Kudos to him for raising the topic of how reliant we are on something that was meant to enhance life, not become life. How many dinner parties, concerts, vacations, romantic evenings in or picnics in the park have you been to that could use a little bit of disconnecting? Maybe the next time whatever is happening around you is better than What Should We Call Me, turn off da iPhone. We’re still grappling with this new magical technological world as a species, and haven’t quite found a balance with it yet. Disconnecting could be the next new cultural movement waiting to happen. Technology is good. But maybe not all the time.

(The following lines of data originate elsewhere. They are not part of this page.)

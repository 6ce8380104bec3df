//! Process tools: Lua execution, process and thread enumeration.
use rmcp::{
    handler::server::wrapper::Parameters,
    model::{CallToolResult, ErrorData},
    tool, tool_router,
};
use schemars::JsonSchema;
use serde::Deserialize;
use serde_json::json;

use super::{
    client::{ApiCall, Endpoint},
    errors::{require_non_blank, RequestValidationError},
};
use crate::server::runtime::CheatEngineServer;

#[derive(Debug, Clone, Deserialize, JsonSchema)]
pub struct ExecuteLuaRequest {
    /// Lua source to run inside Cheat Engine.
    pub code: String,
}

impl ExecuteLuaRequest {
    pub fn to_call(&self) -> Result<ApiCall, RequestValidationError> {
        require_non_blank("code", &self.code)?;
        Ok(ApiCall::post(
            Endpoint::ExecuteLua,
            json!({ "Code": self.code }),
        ))
    }
}

#[derive(Debug, Clone, Deserialize, JsonSchema)]
pub struct OpenProcessRequest {
    /// Process id (decimal or hex) or executable name, e.g. `game.exe`.
    pub process: String,
}

impl OpenProcessRequest {
    pub fn to_call(&self) -> Result<ApiCall, RequestValidationError> {
        require_non_blank("process", &self.process)?;
        Ok(ApiCall::post(
            Endpoint::OpenProcess,
            json!({ "Process": self.process }),
        ))
    }
}

#[tool_router(router = process_router, vis = "pub(crate)")]
impl CheatEngineServer {
    #[tool(
        name = "execute_lua",
        description = "Execute Lua code inside Cheat Engine and return its result"
    )]
    async fn execute_lua(
        &self,
        Parameters(request): Parameters<ExecuteLuaRequest>,
    ) -> Result<CallToolResult, ErrorData> {
        self.forward_checked("execute_lua", request.to_call()).await
    }

    #[tool(
        name = "get_process_list",
        description = "List the processes running on the machine"
    )]
    async fn get_process_list(&self) -> Result<CallToolResult, ErrorData> {
        self.forward("get_process_list", ApiCall::get(Endpoint::ProcessList))
            .await
    }

    #[tool(
        name = "open_process",
        description = "Attach Cheat Engine to a process by id or executable name"
    )]
    async fn open_process(
        &self,
        Parameters(request): Parameters<OpenProcessRequest>,
    ) -> Result<CallToolResult, ErrorData> {
        self.forward_checked("open_process", request.to_call()).await
    }

    #[tool(
        name = "get_thread_list",
        description = "List the threads of the currently opened process"
    )]
    async fn get_thread_list(&self) -> Result<CallToolResult, ErrorData> {
        self.forward("get_thread_list", ApiCall::get(Endpoint::ThreadList))
            .await
    }

    #[tool(
        name = "get_process_status",
        description = "Report which process is open, its id and whether it is still alive"
    )]
    async fn get_process_status(&self) -> Result<CallToolResult, ErrorData> {
        self.forward("get_process_status", ApiCall::get(Endpoint::ProcessStatus))
            .await
    }
}
//! Library crate root re-exporting server and tool modules.

#[path = "lib/mod.rs"]
pub mod lib_mod;
pub use lib_mod as lib;
pub mod cli;
pub mod server;
pub mod tools;
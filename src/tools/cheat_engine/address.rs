//! Symbol and module lookups.
use rmcp::{
    handler::server::wrapper::Parameters,
    model::{CallToolResult, ErrorData},
    tool, tool_router,
};
use schemars::JsonSchema;
use serde::Deserialize;
use serde_json::json;

use super::{
    client::{ApiCall, Endpoint},
    errors::{require_non_blank, RequestValidationError},
    request::{default_true, AddressRequest},
};
use crate::server::runtime::CheatEngineServer;

#[derive(Debug, Clone, Deserialize, JsonSchema)]
pub struct GetAddressSafeRequest {
    /// Symbol, `module+offset` or export name to resolve.
    pub address_string: String,
    /// Resolve against Cheat Engine's own symbol table.
    #[serde(default)]
    pub local: bool,
}

impl GetAddressSafeRequest {
    pub fn to_call(&self) -> Result<ApiCall, RequestValidationError> {
        require_non_blank("address_string", &self.address_string)?;
        Ok(ApiCall::post(
            Endpoint::GetAddressSafe,
            json!({
                "AddressString": self.address_string,
                "Local": self.local,
            }),
        ))
    }
}

#[derive(Debug, Clone, Deserialize, JsonSchema)]
pub struct GetNameFromAddressRequest {
    pub address: String,
    /// Allow `module+offset` results.
    #[serde(default = "default_true")]
    pub module_names: bool,
    /// Allow registered symbol names.
    #[serde(default = "default_true")]
    pub symbols: bool,
    /// Allow section names.
    #[serde(default)]
    pub sections: bool,
}

impl GetNameFromAddressRequest {
    pub fn to_call(&self) -> Result<ApiCall, RequestValidationError> {
        require_non_blank("address", &self.address)?;
        Ok(ApiCall::post(
            Endpoint::GetNameFromAddress,
            json!({
                "Address": self.address,
                "ModuleNames": self.module_names,
                "Symbols": self.symbols,
                "Sections": self.sections,
            }),
        ))
    }
}

#[tool_router(router = address_router, vis = "pub(crate)")]
impl CheatEngineServer {
    #[tool(
        name = "get_address_safe",
        description = "Resolve a symbol or module+offset expression to an address; null when it does not resolve"
    )]
    async fn get_address_safe(
        &self,
        Parameters(request): Parameters<GetAddressSafeRequest>,
    ) -> Result<CallToolResult, ErrorData> {
        self.forward_checked("get_address_safe", request.to_call())
            .await
    }

    #[tool(
        name = "get_name_from_address",
        description = "Describe an address as a symbol, module+offset or hex string"
    )]
    async fn get_name_from_address(
        &self,
        Parameters(request): Parameters<GetNameFromAddressRequest>,
    ) -> Result<CallToolResult, ErrorData> {
        self.forward_checked("get_name_from_address", request.to_call())
            .await
    }

    #[tool(
        name = "in_module",
        description = "Check whether an address lies inside a loaded module"
    )]
    async fn in_module(
        &self,
        Parameters(request): Parameters<AddressRequest>,
    ) -> Result<CallToolResult, ErrorData> {
        self.forward_checked("in_module", request.to_call(Endpoint::InModule))
            .await
    }

    #[tool(
        name = "in_system_module",
        description = "Check whether an address lies inside a module from the Windows directory"
    )]
    async fn in_system_module(
        &self,
        Parameters(request): Parameters<AddressRequest>,
    ) -> Result<CallToolResult, ErrorData> {
        self.forward_checked(
            "in_system_module",
            request.to_call(Endpoint::InSystemModule),
        )
        .await
    }
}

Especially given Paul’s career field it’s quite the challenge. But IMHO I think he could take it a bit further, if he has the intention of being the poster boy for People Giving Up The Internet. Based on his own rules he’s stating for the year-long experiment, he’s holding onto his iPad, laptop and cell phone. They’re just not connected to the Internet. He’s giving up texting (and by default, sexting). He’s allowed to play video games on his computer, just ones that aren’t online. He’s allowed to make phone calls. He’s going to read things out of books, and still do his job, just in a low tech-medieval-times kinda way. Ok, using thumb drives and delivering them to his colleagues by hand. Anything less than emailing and Yousendit seems downright medieval these days.

He’s going to really miss GIFs. They’re his favourite.

I’m sure he’s gonna go through major withdrawals and be banging his head against the wall. I’m sure he’s going to have glorious life changing days and nights basking in present IRL moments. I’m sure at times he’ll be bored out of his skull and be fiending a secret midnight trip, in disguise, to an Internet cafe. And I can totally imagine his pain. But I think disconnecting from the Internet but still staying attached to your devices is kinda like quitting smoking and switching to nicotine gum. Why not go cold turkey? Why not go all the way? Like no fingertips touching a computer for a year. That would surely make for a more intense story arc for his book at the end of this all (which I’m assuming is going to happen).

OR how about this: Why not really embody the concept of “disconnecting” and go stay on an organic farm in South American somewhere, live off the land, chop down banana trees with a machete and make your own lip salve out of medicinal herbs? You will likely not miss a single GIF.